Hayvanlar dünyası ile insanları karşılaştırdığımızda size bir soru sormak isteriz? Bize bu soruyu bir bilim adamının kendisi sormuştu. Cevabını da ilerleyen satırlarda söyleyeceğiz. ”Sadece insanların yapıp da hayvanların yapamadıkları şey nedir?” Bu cevabı isterseniz biraz düşünüp yazıya öyle devam edin.

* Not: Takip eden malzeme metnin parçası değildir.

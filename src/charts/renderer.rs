//! Static Chart Renderer
//! Draws charts off-screen with plotters into an RGB buffer, optionally saved as PNG.

use super::model::{Chart, ChartKind, PlotSeries, XScale};
use super::palette::{self, Rgb};
use plotters::coord::Shift;
use plotters::prelude::*;
use std::fmt::Display;
use std::path::Path;
use thiserror::Error;

const FONT: &str = "sans-serif";
const COLORBAR_WIDTH: u32 = 110;
const DATE_TICKS: usize = 12;

#[derive(Error, Debug)]
pub enum ChartError {
    #[error("Failed to render chart: {0}")]
    Render(String),
    #[error("Image error: {0}")]
    Image(#[from] image::ImageError),
    #[error("IO error: {0}")]
    Io(#[from] std::io::Error),
    #[error("Chart window error: {0}")]
    Window(String),
}

fn render_err<E: Display>(e: E) -> ChartError {
    ChartError::Render(e.to_string())
}

fn rgb((r, g, b): Rgb) -> RGBColor {
    RGBColor(r, g, b)
}

type Canvas<'a> = DrawingArea<BitMapBackend<'a>, Shift>;

pub struct StaticChartRenderer;

impl StaticChartRenderer {
    /// Render a chart into a fresh `width * height * 3` RGB buffer.
    pub fn render_rgb(chart: &Chart, width: u32, height: u32) -> Result<Vec<u8>, ChartError> {
        let mut buffer = vec![0u8; width as usize * height as usize * 3];
        {
            let root =
                BitMapBackend::with_buffer(&mut buffer, (width, height)).into_drawing_area();
            root.fill(&WHITE).map_err(render_err)?;

            match &chart.kind {
                ChartKind::Line { series, x_scale } => {
                    Self::draw_lines(&root, chart, series, *x_scale)?
                }
                ChartKind::Bar { categories, values } => {
                    Self::draw_bars(&root, chart, categories, values)?
                }
                ChartKind::Heatmap { rows, columns, cells } => {
                    Self::draw_heatmap(&root, chart, rows, columns, cells, width)?
                }
            }

            root.present().map_err(render_err)?;
        }
        Ok(buffer)
    }

    /// Write an RGB buffer as PNG.
    pub fn save_png(
        buffer: Vec<u8>,
        width: u32,
        height: u32,
        path: &Path,
    ) -> Result<(), ChartError> {
        if let Some(parent) = path.parent() {
            std::fs::create_dir_all(parent)?;
        }
        let image = image::RgbImage::from_raw(width, height, buffer).ok_or_else(|| {
            ChartError::Render(format!("buffer does not match {}x{}", width, height))
        })?;
        image.save(path)?;
        Ok(())
    }

    fn x_label_area(chart: &Chart) -> u32 {
        if chart.rotate_x_labels {
            110
        } else {
            50
        }
    }

    fn draw_lines(
        root: &Canvas,
        chart: &Chart,
        series: &[PlotSeries],
        x_scale: XScale,
    ) -> Result<(), ChartError> {
        let (x0, x1) = chart.x_range();
        let (y0, y1) = chart.y_range();

        let mut cc = ChartBuilder::on(root)
            .caption(&chart.title, (FONT, 26))
            .margin(20)
            .x_label_area_size(Self::x_label_area(chart))
            .y_label_area_size(70)
            .build_cartesian_2d(x0..x1, y0..y1)
            .map_err(render_err)?;

        let x_fmt = |x: &f64| chart.x_tick_label(*x);
        let rotated = (FONT, 13).into_font().transform(FontTransform::Rotate90);
        let mut mesh = cc.configure_mesh();
        mesh.x_desc(chart.x_label.as_str())
            .y_desc(chart.y_label.as_str())
            .x_label_formatter(&x_fmt)
            .x_labels(match x_scale {
                XScale::Dates => DATE_TICKS,
                XScale::Months => 12,
            });
        if chart.rotate_x_labels {
            mesh.x_label_style(rotated);
        }
        mesh.draw().map_err(render_err)?;

        for s in series {
            let color = rgb(s.color);
            cc.draw_series(LineSeries::new(s.points.iter().copied(), color.stroke_width(2)))
                .map_err(render_err)?
                .label(s.name.as_str())
                .legend(move |(x, y)| {
                    PathElement::new(vec![(x, y), (x + 20, y)], color.stroke_width(2))
                });

            if s.markers {
                cc.draw_series(
                    s.points
                        .iter()
                        .map(|&point| Circle::new(point, 4, color.filled())),
                )
                .map_err(render_err)?;
            }
        }

        if chart.legend {
            cc.configure_series_labels()
                .background_style(WHITE.mix(0.8))
                .border_style(BLACK)
                .draw()
                .map_err(render_err)?;
        }
        Ok(())
    }

    fn draw_bars(
        root: &Canvas,
        chart: &Chart,
        categories: &[String],
        values: &[f64],
    ) -> Result<(), ChartError> {
        let (x0, x1) = chart.x_range();
        let (y0, y1) = chart.y_range();

        let mut cc = ChartBuilder::on(root)
            .caption(&chart.title, (FONT, 26))
            .margin(20)
            .x_label_area_size(Self::x_label_area(chart))
            .y_label_area_size(70)
            .build_cartesian_2d(x0..x1, y0..y1)
            .map_err(render_err)?;

        let x_fmt = |x: &f64| chart.x_tick_label(*x);
        let rotated = (FONT, 13).into_font().transform(FontTransform::Rotate90);
        let mut mesh = cc.configure_mesh();
        mesh.disable_x_mesh()
            .x_desc(chart.x_label.as_str())
            .y_desc(chart.y_label.as_str())
            .x_label_formatter(&x_fmt)
            .x_labels(categories.len().max(1));
        if chart.rotate_x_labels {
            mesh.x_label_style(rotated);
        }
        mesh.draw().map_err(render_err)?;

        cc.draw_series(values.iter().enumerate().map(|(i, value)| {
            let x = i as f64;
            let color = rgb(palette::series_color(i));
            Rectangle::new([(x - 0.3, 0.0), (x + 0.3, *value)], color.filled())
        }))
        .map_err(render_err)?;
        Ok(())
    }

    fn draw_heatmap(
        root: &Canvas,
        chart: &Chart,
        rows: &[String],
        columns: &[String],
        cells: &[Vec<Option<f64>>],
        width: u32,
    ) -> Result<(), ChartError> {
        let (main, colorbar) = root.split_horizontally(width.saturating_sub(COLORBAR_WIDTH));
        let (x0, x1) = chart.x_range();
        let (y0, y1) = chart.y_range();

        let mut cc = ChartBuilder::on(&main)
            .caption(&chart.title, (FONT, 26))
            .margin(20)
            .x_label_area_size(Self::x_label_area(chart))
            .y_label_area_size(160)
            .build_cartesian_2d(x0..x1, y0..y1)
            .map_err(render_err)?;

        let x_fmt = |x: &f64| chart.x_tick_label(*x);
        let y_fmt = |y: &f64| chart.y_tick_label(*y);
        let rotated = (FONT, 12).into_font().transform(FontTransform::Rotate90);
        let mut mesh = cc.configure_mesh();
        mesh.disable_mesh()
            .x_desc(chart.x_label.as_str())
            .y_desc(chart.y_label.as_str())
            .x_label_formatter(&x_fmt)
            .y_label_formatter(&y_fmt)
            .x_labels(columns.len().max(1))
            .y_labels(rows.len().max(1));
        if chart.rotate_x_labels {
            mesh.x_label_style(rotated);
        }
        mesh.draw().map_err(render_err)?;

        let Some((min, max)) = chart.value_range() else {
            return Ok(());
        };

        let n_rows = rows.len();
        cc.draw_series(cells.iter().enumerate().flat_map(|(row, row_cells)| {
            let y = (n_rows - 1 - row) as f64;
            row_cells.iter().enumerate().filter_map(move |(col, cell)| {
                let value = (*cell)?;
                let x = col as f64;
                let color = rgb(palette::heat_color(palette::normalize(value, min, max)));
                Some(Rectangle::new(
                    [(x - 0.5, y - 0.5), (x + 0.5, y + 0.5)],
                    color.filled(),
                ))
            })
        }))
        .map_err(render_err)?;

        Self::draw_colorbar(&colorbar, min, max)
    }

    fn draw_colorbar(area: &Canvas, min: f64, max: f64) -> Result<(), ChartError> {
        const STEPS: usize = 64;
        let span = if max > min { max - min } else { 1.0 };

        let mut cc = ChartBuilder::on(area)
            .margin_top(70)
            .margin_bottom(120)
            .margin_right(10)
            .y_label_area_size(50)
            .build_cartesian_2d(0.0..1.0, min..min + span)
            .map_err(render_err)?;

        cc.configure_mesh()
            .disable_mesh()
            .disable_x_axis()
            .y_labels(6)
            .y_label_formatter(&|v: &f64| format!("{:.0}", v))
            .draw()
            .map_err(render_err)?;

        cc.draw_series((0..STEPS).map(|i| {
            let lo = min + span * i as f64 / STEPS as f64;
            let hi = min + span * (i + 1) as f64 / STEPS as f64;
            let color = rgb(palette::heat_color(i as f64 / (STEPS - 1) as f64));
            Rectangle::new([(0.0, lo), (1.0, hi)], color.filled())
        }))
        .map_err(render_err)?;
        Ok(())
    }
}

Birincisi; şöyle baktığımızda bizdeki içgüdülerin tamamı hayvanlardan geçmiştir. Sistem iç içe kaplar gibidir. En altta mineraller, sonra bitkiler, hayvanlar ve insanlık, son olarak ademiyet şeklinde iç içe geçmiş kaplar olarak kurulmuştur. Bu kapların en üste olanı en alttakini kapsar. Lakin altta olan üstekini kapsamaz. Doğal olarak hayvanlar dünyasında ne varsa bizde de aynen bu özellikler vardır.
İkincisi; güdü “saik, motif, sürücü, iten kuvvet” demek,
içgüdü ise “içten gelen sürücü” yani “bizim içimizdeki hazır programlar”dır.
Üçüncüsü; hayvanlar dünyasına baktığımızda ilk başta bizde olmayan özelliklerin şunlar olduğu gözüküyor. Gülmezler, konuşmazlar, ağlamazlar, iradeleri yoktur. Halbuki gülen hayvanda vardır; konuşanı da ağlayanı da iradesini kullananı da vardır. Akıl yürütenleri, düşünenleri, öğrenenleri ve değişik terbiye olanları da vardır. O zaman bu ince çizgi nedir; bizi onlardan ayıran? Bilim adamından gelen cevap şuydu: Haddini aşmazlar.
Başka bir tasavvufi düşünür ise aynı soruya şu cevabı vermişti. İnsan edep ile edepsizlik arasında gidebilen tek varlıktır. Yani aynı cevabı vermişti. Bütün canlılar aleminde edepsizlik yapabilen tek canlı insandır.
Dördüncüsü; edep ile haddi biraz derinlemesine işlemek gerekiyor. Edep “görgü, terbiye” demektir. adap, edebiyat, edip gibi kelimeler buradan türemiştir.
had “sınır, keskin kenar, özellikle bıçak ağzı ve yasak” demektir. Bu kökten türeyen kelimeler ise: hadid (demir), hidda (keskinlik) ve hatt (çizgi)
Görüyoruz ki insan edepsiz olunca elindeki yetkileri kötüye ya da nefsi çıkarlarına kullanarak haddini aşabiliyormuş. Çünkü hayvanlarda tek tek olan bütün kuvveleri kendisinde birlemiş. Ve karıştırıp hepsini kullanabilme yetkisini Yaratıcı’dan almış.
Doğal olarak da iç beyin veyahut bilinçaltı dediğimiz alemimizde bir terbiye olmazsa ister istemez bir haddi aşmada olacaktır. Çünkü içeride olan mutlaka bu imtihan dünyasında bir şekilde üste çıkacaktır.
Bizimde hedefimiz bu görünmeyen, derinlerde olan hayvanat havuzunu (duyguları) çok iyi tanıyıp tanıtmak, bir şekilde etkilerini öğrenmek, nasıl diğer duygularla birleştirilir bu formülleri elde etmek ve hayatımızda uygulamaktır.
Çünkü insan haddini aşabildiği gibi, edepli olup durması gerektiği yeri de bilebilir. Bu duygularını terbiye edebilir. Mesela hayvanlar içgüdesel olarak acıkırsa veya yavrusu için bir yiyecek bulmak isterse her türlü kavgayı sergiler. Onlar çok aç iken yiyeceğini kardeşi ile bile paylaşmaktan hoşlanmaz. Lakin insan öyle değildir. Kendisi aç iken elindeki yiyeceği başka bir aç arkadaşıyla paylaşabilir. Hatta tamamını bile verebilir. Kainatta bunu sadece insan yapabilir. Belki sadece adem olan yapabilir.
Bu sebepten ötürü bu duyguları terbiye edip haddi aşmamayı öğrenmek belki de en önemli gündemlerimizden biri olmalı. Ki bu sayede gelecekte güzel nesiller yetiştirip dünyada huzur ve barışı sağlayabilelim.